[Stored items]

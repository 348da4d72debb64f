//! JWT 令牌服务
//!
//! HS256 签名。Workers 运行时没有可用的 `SystemTime`，因此过期时间由调用方
//! 传入的 `Timestamp` 显式检查，不交给 jsonwebtoken 校验。

use crate::error::{ApiError, ApiResult};
use jsonwebtoken::{Algorithm, DecodingKey, EncodingKey, Header, Validation, decode, encode};
use serde::{Deserialize, Serialize};
use testhub_shared::BEARER_PREFIX;
use testhub_shared::date::Timestamp;
use testhub_shared::models::{AuthUser, Role};

pub const TOKEN_ISSUER: &str = "testops-backend";

pub const MSG_MISSING_AUTH_HEADER: &str = "Missing authorization header";
pub const MSG_BAD_AUTH_FORMAT: &str = "Invalid authorization format. Expected: Bearer <token>";
pub const MSG_INVALID_TOKEN: &str = "Invalid or expired token";

/// 令牌内携带的用户信息
#[derive(Debug, Clone, PartialEq, Eq, Serialize, Deserialize)]
pub struct Claims {
    pub user_id: String,
    pub email: String,
    pub username: String,
    pub role: Role,
    pub exp: i64,
    pub iat: i64,
    pub iss: String,
}

impl Claims {
    pub fn to_user(&self) -> AuthUser {
        AuthUser {
            id: self.user_id.clone(),
            email: self.email.clone(),
            username: self.username.clone(),
            role: self.role,
            picture: None,
        }
    }
}

pub struct JwtService {
    encoding_key: EncodingKey,
    decoding_key: DecodingKey,
    ttl_hours: i64,
}

impl JwtService {
    pub fn new(secret: &str, ttl_hours: i64) -> Self {
        Self {
            encoding_key: EncodingKey::from_secret(secret.as_bytes()),
            decoding_key: DecodingKey::from_secret(secret.as_bytes()),
            ttl_hours,
        }
    }

    pub fn issue(&self, user: &AuthUser, now: Timestamp) -> ApiResult<String> {
        let iat = now.as_secs();
        let claims = Claims {
            user_id: user.id.clone(),
            email: user.email.clone(),
            username: user.username.clone(),
            role: user.role,
            exp: iat + self.ttl_hours * 3600,
            iat,
            iss: TOKEN_ISSUER.to_string(),
        };
        Ok(encode(&Header::new(Algorithm::HS256), &claims, &self.encoding_key)?)
    }

    pub fn verify(&self, token: &str, now: Timestamp) -> ApiResult<Claims> {
        let mut validation = Validation::new(Algorithm::HS256);
        validation.validate_exp = false;
        validation.set_issuer(&[TOKEN_ISSUER]);
        validation.set_required_spec_claims(&["exp", "iat", "iss"]);

        let data = decode::<Claims>(token, &self.decoding_key, &validation)
            .map_err(|e| ApiError::unauthorized(MSG_INVALID_TOKEN).with_source(e))?;

        if data.claims.exp <= now.as_secs() {
            return Err(ApiError::unauthorized(MSG_INVALID_TOKEN).in_op("token.expired"));
        }
        Ok(data.claims)
    }
}

/// 解析 `Authorization` 头，必须恰好是 `Bearer <token>` 两段
pub fn bearer_token(header: Option<&str>) -> ApiResult<&str> {
    let header = header
        .filter(|h| !h.is_empty())
        .ok_or_else(|| ApiError::unauthorized(MSG_MISSING_AUTH_HEADER))?;

    let parts: Vec<&str> = header.split(' ').collect();
    match parts.as_slice() {
        [scheme, token] if *scheme == BEARER_PREFIX => Ok(*token),
        _ => Err(ApiError::unauthorized(MSG_BAD_AUTH_FORMAT)),
    }
}

#[cfg(test)]
mod tests {
    use super::*;
    use crate::error::ApiErrorStatus;

    const NOW: Timestamp = Timestamp::new(1_764_583_200_000);

    fn user() -> AuthUser {
        AuthUser {
            id: "u-1".into(),
            email: "admin@testops.com".into(),
            username: "admin".into(),
            role: Role::Admin,
            picture: None,
        }
    }

    #[test]
    fn issued_token_decodes_to_same_user() {
        let jwt = JwtService::new("secret", 24);
        let token = jwt.issue(&user(), NOW).unwrap();
        let claims = jwt.verify(&token, NOW).unwrap();
        assert_eq!(claims.to_user(), user());
        assert_eq!(claims.iss, TOKEN_ISSUER);
        assert_eq!(claims.exp - claims.iat, 24 * 3600);
    }

    #[test]
    fn expired_token_is_rejected() {
        let jwt = JwtService::new("secret", 24);
        let token = jwt.issue(&user(), NOW).unwrap();
        let later = Timestamp::new(NOW.as_millis() + 24 * 3600 * 1000);
        let err = jwt.verify(&token, later).unwrap_err();
        assert_eq!(err.status, ApiErrorStatus::Unauthorized);
        assert_eq!(err.message(), MSG_INVALID_TOKEN);
    }

    #[test]
    fn foreign_signature_is_rejected() {
        let token = JwtService::new("other", 24).issue(&user(), NOW).unwrap();
        assert!(JwtService::new("secret", 24).verify(&token, NOW).is_err());
        assert!(JwtService::new("secret", 24).verify("not.a.jwt", NOW).is_err());
    }

    #[test]
    fn bearer_header_shapes() {
        assert_eq!(bearer_token(Some("Bearer abc")).unwrap(), "abc");
        assert_eq!(
            bearer_token(None).unwrap_err().message(),
            MSG_MISSING_AUTH_HEADER
        );
        for bad in ["abc", "Basic abc", "Bearer a b", "bearer abc"] {
            assert_eq!(bearer_token(Some(bad)).unwrap_err().message(), MSG_BAD_AUTH_FORMAT);
        }
    }
}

◆ **Work request**
Read through the entries and copy every line that includes "later".

◆ **Result for this task**
        let later = Timestamp::new(NOW.as_millis() + 24 * 3600 * 1000);
        let err = jwt.verify(&token, later).unwrap_err();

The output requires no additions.